Abstract
The great susceptibility of the representatives of the bird family Fringillidae for the psittacosis virus has previously 1 been emphasized. In the course of systematic studies relative to the various birds which might possibly serve as hosts for the virus, a series of white crowned (Zonotrichia leucophrys gambeli) and golden crowned sparrows (Zonotrichia coronata) were injected intraperitoneally with 0.3 to 0.5 cc. of a 10% organ suspension in broth of a mouse or Java bird—passage virus (mouse M.L.D. 10-8). Many of the injected sparrows, which as a rule died in from 8 to 12 days, revealed at autopsy a diffuse plastic exudate teeming with free and intracellular Levinthal-Cole-Lillie bodies. The exudate covered both the pericardium and abdominal viscera. Victoria blue 4 R. was particularly useful to demonstrate the free elementary bodies. The liver necroses and the splenic tumor so commonly observed in the representatives of the Psittacidae and some of the Java birds infected with the psittacosis virus were missing. The exudate proved highly infectious and served as a useful antigen for various serologic reactions. Moist and dry fixed impression preparations stained by the Giemsa method and differentiated with acetone or methyl alcohol disclosed the developmental stages of the virus. Bedson and Bland 2 have reported the virus cycles in a rodent (mouse) and Bland and Canti 3 have described the growth phases of the psittacosis infective agent in chick embryonic tissue cultures. But since thus far no detailed records are available concerning the behavior of the virus in birds, it seemed advisable to analyze the cytology of the sparrow infection.

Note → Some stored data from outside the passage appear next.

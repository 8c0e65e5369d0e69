// SPDX-License-Identifier: GPL-3.0-only

//! Error types for the camera application

use crate::backends::camera::types::{BackendError, CameraFacing};
use std::fmt;

/// Result type alias using AppError
pub type AppResult<T> = Result<T, AppError>;

/// Main application error type
#[derive(Debug, Clone, PartialEq)]
pub enum AppError {
    /// Camera-related errors
    Camera(CameraError),
    /// Photo capture errors
    Capture(CaptureError),
    /// Configuration errors
    Config(String),
    /// Storage/filesystem errors
    Storage(String),
    /// Generic error with message
    Other(String),
}

/// Camera selection errors
#[derive(Debug, Clone, PartialEq)]
pub enum CameraError {
    /// No camera matches the requested facing
    NoDeviceAvailable(CameraFacing),
    /// Backend error while opening or driving a device
    Backend(String),
}

/// Errors raised at the capture pipeline boundary
///
/// None of these end the session: the controller logs them and stays on
/// the capture screen with parameters untouched.
#[derive(Debug, Clone, PartialEq)]
pub enum CaptureError {
    /// Capture attempted with no bound camera handle
    CameraRefMissing,
    /// The hardware rejected the capture or timed out
    CaptureHardwareFailure(String),
    /// A capture is already in flight
    CaptureInProgress,
}

impl fmt::Display for AppError {
    fn fmt(&self, f: &mut fmt::Formatter<'_>) -> fmt::Result {
        match self {
            AppError::Camera(e) => write!(f, "Camera error: {}", e),
            AppError::Capture(e) => write!(f, "Capture error: {}", e),
            AppError::Config(msg) => write!(f, "Configuration error: {}", msg),
            AppError::Storage(msg) => write!(f, "Storage error: {}", msg),
            AppError::Other(msg) => write!(f, "{}", msg),
        }
    }
}

impl fmt::Display for CameraError {
    fn fmt(&self, f: &mut fmt::Formatter<'_>) -> fmt::Result {
        match self {
            CameraError::NoDeviceAvailable(facing) => {
                write!(f, "No {} camera available", facing)
            }
            CameraError::Backend(msg) => write!(f, "Backend error: {}", msg),
        }
    }
}

impl fmt::Display for CaptureError {
    fn fmt(&self, f: &mut fmt::Formatter<'_>) -> fmt::Result {
        match self {
            CaptureError::CameraRefMissing => write!(f, "Camera ref is missing"),
            CaptureError::CaptureHardwareFailure(msg) => write!(f, "Capture failed: {}", msg),
            CaptureError::CaptureInProgress => write!(f, "A capture is already in progress"),
        }
    }
}

impl std::error::Error for AppError {}
impl std::error::Error for CameraError {}
impl std::error::Error for CaptureError {}

impl From<CameraError> for AppError {
    fn from(err: CameraError) -> Self {
        AppError::Camera(err)
    }
}

impl From<CaptureError> for AppError {
    fn from(err: CaptureError) -> Self {
        AppError::Capture(err)
    }
}

impl From<BackendError> for CameraError {
    fn from(err: BackendError) -> Self {
        CameraError::Backend(err.to_string())
    }
}

impl From<BackendError> for CaptureError {
    fn from(err: BackendError) -> Self {
        CaptureError::CaptureHardwareFailure(err.to_string())
    }
}

impl From<String> for AppError {
    fn from(msg: String) -> Self {
        AppError::Other(msg)
    }
}

impl From<std::io::Error> for AppError {
    fn from(err: std::io::Error) -> Self {
        AppError::Storage(err.to_string())
    }
}

impl From<serde_json::Error> for AppError {
    fn from(err: serde_json::Error) -> Self {
        AppError::Config(err.to_string())
    }
}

The young birds injected intraperitoneally were sacrificed at different intervals of time following the inoculations. Quantitative virus tests on mice accompanied the cytological studies on stained and unstained impression preparations of the exudate. The correlated findings on 25 different sparrow infections are as follows:
Although a casual examination of the preparations leaves little doubt that the development of the various virus colonies is entirely an intracellular cytoplasmic process, one encounters difficulties in demonstrating the early stages.